== Segment start ==

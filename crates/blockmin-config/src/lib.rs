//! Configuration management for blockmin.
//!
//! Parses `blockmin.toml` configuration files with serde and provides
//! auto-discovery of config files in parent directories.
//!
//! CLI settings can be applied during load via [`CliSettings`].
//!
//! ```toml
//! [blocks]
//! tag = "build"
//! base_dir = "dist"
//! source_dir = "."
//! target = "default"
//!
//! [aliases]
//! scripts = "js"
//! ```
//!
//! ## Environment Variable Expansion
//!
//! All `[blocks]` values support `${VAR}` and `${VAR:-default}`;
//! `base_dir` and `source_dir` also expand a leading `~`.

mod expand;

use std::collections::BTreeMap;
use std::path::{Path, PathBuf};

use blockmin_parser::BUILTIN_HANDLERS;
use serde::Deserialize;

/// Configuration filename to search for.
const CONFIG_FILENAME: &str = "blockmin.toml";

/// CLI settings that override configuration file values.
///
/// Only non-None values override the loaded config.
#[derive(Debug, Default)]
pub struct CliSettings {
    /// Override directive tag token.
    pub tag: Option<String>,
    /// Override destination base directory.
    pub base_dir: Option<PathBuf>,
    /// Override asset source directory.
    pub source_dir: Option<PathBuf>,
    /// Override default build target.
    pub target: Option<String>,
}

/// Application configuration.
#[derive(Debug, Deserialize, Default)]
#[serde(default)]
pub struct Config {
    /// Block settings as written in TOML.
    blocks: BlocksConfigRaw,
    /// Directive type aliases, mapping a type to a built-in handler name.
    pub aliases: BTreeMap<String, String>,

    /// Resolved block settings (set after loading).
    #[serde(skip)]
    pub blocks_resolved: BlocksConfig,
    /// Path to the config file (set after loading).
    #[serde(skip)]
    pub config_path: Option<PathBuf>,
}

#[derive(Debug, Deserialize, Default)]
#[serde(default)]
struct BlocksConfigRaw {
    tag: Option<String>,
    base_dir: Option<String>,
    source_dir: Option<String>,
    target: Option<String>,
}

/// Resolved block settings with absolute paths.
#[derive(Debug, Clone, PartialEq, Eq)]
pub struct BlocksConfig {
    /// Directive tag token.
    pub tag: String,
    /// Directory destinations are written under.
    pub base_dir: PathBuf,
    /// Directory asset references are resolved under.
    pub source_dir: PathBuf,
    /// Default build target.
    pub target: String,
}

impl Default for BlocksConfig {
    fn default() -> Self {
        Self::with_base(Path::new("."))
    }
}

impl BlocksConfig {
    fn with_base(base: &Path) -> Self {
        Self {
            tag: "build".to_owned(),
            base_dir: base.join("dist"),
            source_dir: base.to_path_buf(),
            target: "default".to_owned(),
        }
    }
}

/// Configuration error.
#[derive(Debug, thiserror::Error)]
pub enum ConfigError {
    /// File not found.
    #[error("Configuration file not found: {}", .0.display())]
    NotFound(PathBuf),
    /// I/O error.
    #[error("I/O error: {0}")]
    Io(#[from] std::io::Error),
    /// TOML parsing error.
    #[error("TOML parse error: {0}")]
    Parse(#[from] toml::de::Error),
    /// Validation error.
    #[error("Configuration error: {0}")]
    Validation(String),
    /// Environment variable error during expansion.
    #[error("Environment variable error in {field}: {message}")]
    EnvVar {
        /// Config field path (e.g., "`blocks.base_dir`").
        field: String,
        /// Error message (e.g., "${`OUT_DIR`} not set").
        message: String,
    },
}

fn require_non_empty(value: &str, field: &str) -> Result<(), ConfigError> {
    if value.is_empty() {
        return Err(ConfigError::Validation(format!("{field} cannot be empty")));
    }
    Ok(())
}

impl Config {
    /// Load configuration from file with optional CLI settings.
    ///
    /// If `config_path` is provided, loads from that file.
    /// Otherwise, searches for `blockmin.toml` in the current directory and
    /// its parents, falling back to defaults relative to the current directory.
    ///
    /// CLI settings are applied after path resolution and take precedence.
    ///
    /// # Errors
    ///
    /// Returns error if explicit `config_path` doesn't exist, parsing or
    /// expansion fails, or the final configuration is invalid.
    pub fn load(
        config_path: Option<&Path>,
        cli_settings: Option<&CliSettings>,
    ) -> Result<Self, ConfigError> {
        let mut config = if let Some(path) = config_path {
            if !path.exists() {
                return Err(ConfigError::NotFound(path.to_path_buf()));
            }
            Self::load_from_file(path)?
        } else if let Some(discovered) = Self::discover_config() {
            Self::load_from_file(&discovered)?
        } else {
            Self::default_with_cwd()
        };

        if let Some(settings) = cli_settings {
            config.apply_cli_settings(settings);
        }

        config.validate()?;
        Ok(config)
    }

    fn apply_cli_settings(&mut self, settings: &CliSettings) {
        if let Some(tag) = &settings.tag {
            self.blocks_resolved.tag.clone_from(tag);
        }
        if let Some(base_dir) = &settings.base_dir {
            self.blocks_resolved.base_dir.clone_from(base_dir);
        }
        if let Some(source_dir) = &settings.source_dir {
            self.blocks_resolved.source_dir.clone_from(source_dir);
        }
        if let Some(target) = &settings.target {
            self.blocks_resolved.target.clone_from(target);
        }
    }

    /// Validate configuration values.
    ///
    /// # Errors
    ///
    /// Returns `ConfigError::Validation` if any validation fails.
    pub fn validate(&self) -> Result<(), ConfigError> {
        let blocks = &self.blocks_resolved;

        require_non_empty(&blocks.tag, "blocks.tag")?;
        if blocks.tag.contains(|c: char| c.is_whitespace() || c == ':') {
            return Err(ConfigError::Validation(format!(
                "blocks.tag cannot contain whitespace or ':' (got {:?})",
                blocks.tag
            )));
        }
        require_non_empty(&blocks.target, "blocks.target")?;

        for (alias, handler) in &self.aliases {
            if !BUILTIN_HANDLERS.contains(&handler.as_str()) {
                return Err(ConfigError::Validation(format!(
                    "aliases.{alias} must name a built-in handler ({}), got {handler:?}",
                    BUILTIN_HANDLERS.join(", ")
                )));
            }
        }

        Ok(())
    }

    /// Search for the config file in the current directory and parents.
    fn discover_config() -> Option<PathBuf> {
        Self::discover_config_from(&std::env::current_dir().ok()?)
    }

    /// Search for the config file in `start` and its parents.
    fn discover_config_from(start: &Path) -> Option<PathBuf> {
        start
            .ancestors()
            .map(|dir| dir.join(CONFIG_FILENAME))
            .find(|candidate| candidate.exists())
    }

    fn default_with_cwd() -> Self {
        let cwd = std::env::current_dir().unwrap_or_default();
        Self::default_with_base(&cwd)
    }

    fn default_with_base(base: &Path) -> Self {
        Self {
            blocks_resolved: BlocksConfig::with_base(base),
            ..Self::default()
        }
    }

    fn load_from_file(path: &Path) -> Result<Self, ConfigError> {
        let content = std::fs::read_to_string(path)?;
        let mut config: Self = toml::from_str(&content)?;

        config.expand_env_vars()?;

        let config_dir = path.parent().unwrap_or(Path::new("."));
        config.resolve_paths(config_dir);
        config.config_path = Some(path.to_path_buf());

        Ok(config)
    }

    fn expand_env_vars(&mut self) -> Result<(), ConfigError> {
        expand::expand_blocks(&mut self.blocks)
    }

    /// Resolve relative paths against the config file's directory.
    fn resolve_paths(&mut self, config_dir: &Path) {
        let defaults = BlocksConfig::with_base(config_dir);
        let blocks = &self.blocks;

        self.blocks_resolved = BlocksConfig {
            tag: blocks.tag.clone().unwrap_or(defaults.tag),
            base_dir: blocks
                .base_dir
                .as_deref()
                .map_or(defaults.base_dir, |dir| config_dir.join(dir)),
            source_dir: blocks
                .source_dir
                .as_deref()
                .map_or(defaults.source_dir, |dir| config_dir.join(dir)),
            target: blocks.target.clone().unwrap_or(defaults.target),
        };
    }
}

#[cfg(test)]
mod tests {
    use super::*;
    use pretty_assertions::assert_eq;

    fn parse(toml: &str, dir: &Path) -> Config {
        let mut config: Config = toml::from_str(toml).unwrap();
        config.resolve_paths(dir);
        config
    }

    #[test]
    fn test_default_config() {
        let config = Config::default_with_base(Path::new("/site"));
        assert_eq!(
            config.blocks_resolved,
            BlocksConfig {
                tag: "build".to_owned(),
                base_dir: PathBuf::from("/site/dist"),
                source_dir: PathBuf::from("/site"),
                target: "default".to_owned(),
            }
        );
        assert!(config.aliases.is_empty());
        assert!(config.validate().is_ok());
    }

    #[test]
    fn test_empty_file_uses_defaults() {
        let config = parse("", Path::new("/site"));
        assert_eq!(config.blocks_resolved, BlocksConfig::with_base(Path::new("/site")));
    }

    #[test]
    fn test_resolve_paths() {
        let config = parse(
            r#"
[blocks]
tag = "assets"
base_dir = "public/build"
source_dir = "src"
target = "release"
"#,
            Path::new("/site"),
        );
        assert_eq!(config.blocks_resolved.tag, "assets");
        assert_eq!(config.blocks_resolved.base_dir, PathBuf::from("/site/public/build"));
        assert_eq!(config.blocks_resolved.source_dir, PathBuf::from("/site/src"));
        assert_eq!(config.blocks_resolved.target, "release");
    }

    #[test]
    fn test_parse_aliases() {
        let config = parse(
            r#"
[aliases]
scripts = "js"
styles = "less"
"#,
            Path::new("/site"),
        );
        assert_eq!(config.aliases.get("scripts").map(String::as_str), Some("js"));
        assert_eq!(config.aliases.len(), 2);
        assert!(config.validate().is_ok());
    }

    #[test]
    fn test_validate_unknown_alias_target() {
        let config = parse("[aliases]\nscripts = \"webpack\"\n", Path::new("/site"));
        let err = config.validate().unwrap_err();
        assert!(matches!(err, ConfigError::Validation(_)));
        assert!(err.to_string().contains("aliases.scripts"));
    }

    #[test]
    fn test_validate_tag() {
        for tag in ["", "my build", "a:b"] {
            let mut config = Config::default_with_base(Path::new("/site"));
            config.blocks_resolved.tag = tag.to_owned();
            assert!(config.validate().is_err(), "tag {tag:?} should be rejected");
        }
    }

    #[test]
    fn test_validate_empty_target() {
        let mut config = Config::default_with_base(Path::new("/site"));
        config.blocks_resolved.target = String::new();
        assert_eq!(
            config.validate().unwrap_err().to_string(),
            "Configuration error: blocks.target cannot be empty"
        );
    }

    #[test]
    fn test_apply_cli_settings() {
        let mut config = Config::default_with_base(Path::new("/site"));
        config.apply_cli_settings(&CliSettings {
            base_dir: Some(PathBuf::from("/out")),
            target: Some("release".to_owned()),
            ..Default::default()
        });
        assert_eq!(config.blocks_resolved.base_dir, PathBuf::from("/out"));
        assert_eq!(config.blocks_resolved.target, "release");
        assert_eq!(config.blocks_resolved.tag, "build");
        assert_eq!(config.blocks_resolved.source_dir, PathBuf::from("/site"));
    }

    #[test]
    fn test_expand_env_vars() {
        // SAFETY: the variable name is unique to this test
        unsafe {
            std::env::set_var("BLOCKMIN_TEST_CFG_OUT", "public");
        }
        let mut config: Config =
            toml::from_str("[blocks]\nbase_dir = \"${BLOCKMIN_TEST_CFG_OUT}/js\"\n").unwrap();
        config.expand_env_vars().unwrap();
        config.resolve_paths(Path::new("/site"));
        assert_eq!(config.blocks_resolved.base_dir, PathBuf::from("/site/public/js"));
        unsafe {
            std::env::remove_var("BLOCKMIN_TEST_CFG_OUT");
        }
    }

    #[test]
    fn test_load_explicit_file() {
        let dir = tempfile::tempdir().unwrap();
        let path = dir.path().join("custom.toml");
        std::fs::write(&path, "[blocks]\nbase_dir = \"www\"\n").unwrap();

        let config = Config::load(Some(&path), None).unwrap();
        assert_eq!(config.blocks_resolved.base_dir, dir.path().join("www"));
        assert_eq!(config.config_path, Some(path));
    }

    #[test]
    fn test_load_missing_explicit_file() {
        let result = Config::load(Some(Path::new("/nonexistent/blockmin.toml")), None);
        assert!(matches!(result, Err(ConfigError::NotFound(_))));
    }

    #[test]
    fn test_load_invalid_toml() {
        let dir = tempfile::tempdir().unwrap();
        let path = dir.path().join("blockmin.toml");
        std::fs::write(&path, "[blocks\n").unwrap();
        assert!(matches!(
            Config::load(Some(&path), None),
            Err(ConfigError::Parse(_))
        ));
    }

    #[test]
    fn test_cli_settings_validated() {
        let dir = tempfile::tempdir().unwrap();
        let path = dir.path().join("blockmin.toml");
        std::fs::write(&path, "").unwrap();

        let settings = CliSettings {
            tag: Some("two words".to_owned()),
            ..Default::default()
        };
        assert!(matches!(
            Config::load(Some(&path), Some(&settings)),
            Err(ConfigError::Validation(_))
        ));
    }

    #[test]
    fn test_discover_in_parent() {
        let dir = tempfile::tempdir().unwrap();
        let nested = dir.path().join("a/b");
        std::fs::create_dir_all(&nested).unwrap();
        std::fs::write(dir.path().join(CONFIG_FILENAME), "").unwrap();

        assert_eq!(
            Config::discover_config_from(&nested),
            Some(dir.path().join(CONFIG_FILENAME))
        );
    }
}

== Segment end ==
== Segment start ==

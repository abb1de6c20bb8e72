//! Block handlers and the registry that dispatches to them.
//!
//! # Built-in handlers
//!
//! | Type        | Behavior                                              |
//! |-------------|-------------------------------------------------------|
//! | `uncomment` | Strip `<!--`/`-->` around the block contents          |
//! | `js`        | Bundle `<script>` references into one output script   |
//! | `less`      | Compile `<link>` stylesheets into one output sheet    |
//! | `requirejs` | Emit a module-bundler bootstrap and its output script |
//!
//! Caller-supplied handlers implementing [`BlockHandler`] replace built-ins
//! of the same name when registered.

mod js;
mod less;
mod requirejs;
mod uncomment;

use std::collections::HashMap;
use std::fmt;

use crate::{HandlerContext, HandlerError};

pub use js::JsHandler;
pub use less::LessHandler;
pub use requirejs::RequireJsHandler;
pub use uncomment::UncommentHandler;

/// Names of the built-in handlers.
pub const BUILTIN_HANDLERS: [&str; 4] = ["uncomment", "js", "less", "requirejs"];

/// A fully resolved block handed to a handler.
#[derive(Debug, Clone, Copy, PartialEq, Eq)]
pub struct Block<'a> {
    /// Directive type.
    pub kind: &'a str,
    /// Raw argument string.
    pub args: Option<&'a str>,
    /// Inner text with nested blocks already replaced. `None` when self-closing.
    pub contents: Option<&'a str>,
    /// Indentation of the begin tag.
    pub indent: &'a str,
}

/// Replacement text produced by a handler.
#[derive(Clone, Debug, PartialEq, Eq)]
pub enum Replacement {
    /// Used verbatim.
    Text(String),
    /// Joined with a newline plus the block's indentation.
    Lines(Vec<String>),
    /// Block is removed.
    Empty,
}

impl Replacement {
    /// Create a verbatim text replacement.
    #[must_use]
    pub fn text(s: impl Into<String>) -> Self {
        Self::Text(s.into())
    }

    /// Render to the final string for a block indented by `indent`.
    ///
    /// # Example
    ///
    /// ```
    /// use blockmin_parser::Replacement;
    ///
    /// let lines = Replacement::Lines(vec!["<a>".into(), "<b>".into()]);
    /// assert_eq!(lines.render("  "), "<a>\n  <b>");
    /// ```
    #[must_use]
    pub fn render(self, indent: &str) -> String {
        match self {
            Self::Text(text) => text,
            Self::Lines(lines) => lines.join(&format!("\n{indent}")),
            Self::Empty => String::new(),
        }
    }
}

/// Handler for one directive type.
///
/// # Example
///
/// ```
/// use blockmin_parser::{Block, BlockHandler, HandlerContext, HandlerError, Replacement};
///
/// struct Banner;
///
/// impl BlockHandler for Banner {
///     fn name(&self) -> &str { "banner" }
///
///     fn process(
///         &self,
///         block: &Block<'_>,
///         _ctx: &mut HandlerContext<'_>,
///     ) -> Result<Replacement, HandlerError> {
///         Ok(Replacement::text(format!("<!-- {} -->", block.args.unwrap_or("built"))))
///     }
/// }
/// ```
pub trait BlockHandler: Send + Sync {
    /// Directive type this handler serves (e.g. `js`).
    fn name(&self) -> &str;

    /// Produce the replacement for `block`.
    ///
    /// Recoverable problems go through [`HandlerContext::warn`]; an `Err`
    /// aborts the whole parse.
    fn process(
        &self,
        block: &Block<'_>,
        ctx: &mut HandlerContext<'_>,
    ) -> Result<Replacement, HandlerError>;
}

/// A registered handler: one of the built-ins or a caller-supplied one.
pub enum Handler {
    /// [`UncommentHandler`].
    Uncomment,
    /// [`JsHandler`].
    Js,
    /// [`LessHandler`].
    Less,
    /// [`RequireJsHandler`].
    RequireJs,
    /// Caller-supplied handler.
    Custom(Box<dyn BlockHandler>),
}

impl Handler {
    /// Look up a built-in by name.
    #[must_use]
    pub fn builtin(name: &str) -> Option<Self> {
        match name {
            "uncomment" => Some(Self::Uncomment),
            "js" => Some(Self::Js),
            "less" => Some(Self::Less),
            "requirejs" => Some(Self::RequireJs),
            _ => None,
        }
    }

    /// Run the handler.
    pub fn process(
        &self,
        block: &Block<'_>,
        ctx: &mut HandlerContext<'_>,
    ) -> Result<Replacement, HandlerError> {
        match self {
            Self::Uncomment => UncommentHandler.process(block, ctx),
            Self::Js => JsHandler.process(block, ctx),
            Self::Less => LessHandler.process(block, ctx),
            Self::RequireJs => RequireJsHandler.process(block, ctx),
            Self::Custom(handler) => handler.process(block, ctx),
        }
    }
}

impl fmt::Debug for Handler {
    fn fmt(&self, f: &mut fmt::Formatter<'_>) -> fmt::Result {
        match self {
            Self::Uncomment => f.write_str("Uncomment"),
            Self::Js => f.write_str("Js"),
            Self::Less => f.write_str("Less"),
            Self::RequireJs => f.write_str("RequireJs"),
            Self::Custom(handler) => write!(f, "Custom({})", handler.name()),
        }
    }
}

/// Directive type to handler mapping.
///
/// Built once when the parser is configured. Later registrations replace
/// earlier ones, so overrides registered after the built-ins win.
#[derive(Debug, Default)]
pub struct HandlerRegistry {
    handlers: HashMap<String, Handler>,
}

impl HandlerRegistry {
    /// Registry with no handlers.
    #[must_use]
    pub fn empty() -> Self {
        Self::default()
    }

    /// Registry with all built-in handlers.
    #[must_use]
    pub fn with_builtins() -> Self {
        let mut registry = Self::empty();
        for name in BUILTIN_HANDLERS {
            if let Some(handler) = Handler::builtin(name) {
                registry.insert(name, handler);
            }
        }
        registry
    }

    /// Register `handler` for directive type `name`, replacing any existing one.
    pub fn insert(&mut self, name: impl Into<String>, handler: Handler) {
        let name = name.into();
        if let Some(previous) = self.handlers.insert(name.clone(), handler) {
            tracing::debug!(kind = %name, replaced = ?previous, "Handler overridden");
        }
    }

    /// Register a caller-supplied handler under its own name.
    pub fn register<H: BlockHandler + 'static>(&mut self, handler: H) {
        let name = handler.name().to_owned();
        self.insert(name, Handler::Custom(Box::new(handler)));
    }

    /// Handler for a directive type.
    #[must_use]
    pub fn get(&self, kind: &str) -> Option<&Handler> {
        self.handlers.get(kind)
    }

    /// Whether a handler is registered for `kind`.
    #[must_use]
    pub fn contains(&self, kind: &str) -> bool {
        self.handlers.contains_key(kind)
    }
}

== Segment end ==
== Segment start ==

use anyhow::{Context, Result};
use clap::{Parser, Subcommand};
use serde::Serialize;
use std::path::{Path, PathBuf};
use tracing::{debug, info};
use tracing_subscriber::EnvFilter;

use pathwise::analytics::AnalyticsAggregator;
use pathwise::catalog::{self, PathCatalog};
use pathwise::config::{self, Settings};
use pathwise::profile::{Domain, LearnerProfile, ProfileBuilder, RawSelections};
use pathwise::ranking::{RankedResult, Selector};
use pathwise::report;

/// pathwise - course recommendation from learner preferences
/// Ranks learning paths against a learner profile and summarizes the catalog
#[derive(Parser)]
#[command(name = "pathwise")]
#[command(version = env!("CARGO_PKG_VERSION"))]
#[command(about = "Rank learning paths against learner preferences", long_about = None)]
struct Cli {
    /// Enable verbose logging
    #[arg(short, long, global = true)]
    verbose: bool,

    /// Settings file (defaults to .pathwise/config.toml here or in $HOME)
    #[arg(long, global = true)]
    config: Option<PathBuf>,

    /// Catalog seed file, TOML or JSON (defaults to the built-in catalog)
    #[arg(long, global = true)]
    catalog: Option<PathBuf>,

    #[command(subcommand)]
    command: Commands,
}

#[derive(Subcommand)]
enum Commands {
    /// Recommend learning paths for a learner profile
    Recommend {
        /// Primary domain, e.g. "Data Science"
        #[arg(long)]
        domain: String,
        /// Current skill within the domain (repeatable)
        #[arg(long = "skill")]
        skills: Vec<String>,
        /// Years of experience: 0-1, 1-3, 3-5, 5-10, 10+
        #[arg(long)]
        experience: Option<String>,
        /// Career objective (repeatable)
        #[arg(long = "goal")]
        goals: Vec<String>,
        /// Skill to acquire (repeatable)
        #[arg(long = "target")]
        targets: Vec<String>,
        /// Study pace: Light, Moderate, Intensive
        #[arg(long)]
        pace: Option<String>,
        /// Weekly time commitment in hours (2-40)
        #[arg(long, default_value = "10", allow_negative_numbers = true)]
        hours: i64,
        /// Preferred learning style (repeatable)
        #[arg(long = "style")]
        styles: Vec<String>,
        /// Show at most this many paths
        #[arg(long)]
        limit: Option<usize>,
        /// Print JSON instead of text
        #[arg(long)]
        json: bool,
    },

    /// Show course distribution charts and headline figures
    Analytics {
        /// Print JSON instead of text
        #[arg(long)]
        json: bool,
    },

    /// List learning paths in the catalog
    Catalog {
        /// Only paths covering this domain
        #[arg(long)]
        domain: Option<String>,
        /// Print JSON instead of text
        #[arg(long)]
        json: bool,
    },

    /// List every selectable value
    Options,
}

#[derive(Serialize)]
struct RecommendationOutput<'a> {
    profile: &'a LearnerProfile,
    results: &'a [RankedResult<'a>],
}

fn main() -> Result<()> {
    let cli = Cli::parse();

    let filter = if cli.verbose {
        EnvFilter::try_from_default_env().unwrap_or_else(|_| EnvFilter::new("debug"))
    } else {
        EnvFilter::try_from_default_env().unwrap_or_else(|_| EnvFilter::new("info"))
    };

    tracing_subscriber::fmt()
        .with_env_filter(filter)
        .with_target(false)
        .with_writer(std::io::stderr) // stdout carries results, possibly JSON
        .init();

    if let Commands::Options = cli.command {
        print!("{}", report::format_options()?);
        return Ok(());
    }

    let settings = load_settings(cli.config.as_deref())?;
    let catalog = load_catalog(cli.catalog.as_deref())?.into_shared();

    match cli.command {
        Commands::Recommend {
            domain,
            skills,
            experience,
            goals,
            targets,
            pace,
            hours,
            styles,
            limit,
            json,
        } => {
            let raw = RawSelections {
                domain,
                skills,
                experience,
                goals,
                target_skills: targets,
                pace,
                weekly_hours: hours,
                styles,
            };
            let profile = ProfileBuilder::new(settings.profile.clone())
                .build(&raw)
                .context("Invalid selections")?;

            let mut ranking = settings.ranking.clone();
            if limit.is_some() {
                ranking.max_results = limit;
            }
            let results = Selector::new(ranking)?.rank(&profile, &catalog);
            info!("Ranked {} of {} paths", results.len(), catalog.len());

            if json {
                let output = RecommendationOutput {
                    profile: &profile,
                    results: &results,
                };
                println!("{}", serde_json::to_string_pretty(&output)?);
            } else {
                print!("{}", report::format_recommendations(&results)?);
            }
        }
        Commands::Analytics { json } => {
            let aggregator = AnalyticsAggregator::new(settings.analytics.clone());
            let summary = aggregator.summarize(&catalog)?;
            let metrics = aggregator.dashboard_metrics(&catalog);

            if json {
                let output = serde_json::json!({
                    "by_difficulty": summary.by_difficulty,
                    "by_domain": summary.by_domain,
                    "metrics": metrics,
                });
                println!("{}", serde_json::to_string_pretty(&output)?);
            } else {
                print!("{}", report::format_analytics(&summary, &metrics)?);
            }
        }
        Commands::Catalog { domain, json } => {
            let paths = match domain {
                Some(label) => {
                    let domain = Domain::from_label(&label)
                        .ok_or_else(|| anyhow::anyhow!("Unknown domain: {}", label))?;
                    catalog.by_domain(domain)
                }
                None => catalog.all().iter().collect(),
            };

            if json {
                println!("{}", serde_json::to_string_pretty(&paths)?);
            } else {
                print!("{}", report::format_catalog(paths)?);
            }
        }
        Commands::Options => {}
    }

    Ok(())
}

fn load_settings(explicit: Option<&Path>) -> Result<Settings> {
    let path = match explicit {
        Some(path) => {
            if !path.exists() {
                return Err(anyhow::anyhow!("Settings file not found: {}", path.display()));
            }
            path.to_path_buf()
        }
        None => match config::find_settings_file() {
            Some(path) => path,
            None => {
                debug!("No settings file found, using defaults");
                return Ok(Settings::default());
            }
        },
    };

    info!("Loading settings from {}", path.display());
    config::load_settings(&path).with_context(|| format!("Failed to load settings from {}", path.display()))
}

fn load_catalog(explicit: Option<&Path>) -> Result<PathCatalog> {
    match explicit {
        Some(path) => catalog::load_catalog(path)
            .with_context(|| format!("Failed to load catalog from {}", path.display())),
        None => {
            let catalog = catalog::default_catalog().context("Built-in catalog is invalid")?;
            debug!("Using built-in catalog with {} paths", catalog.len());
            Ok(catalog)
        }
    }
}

== Segment end ==

__EXERCISE__. The exercise is to copy out every line above that has the word "None" in it.

__COMPLETED EXERCISE__.
/// Only non-None values override the loaded config.
        let config = Config::load(Some(&path), None).unwrap();
        let result = Config::load(Some(Path::new("/nonexistent/blockmin.toml")), None);
            Config::load(Some(&path), None),
    /// Inner text with nested blocks already replaced. `None` when self-closing.
            _ => None,
#[command(about = "Rank learning paths against learner preferences", long_about = None)]
                None => catalog.all().iter().collect(),
        None => match config::find_settings_file() {
            None => {
        None => {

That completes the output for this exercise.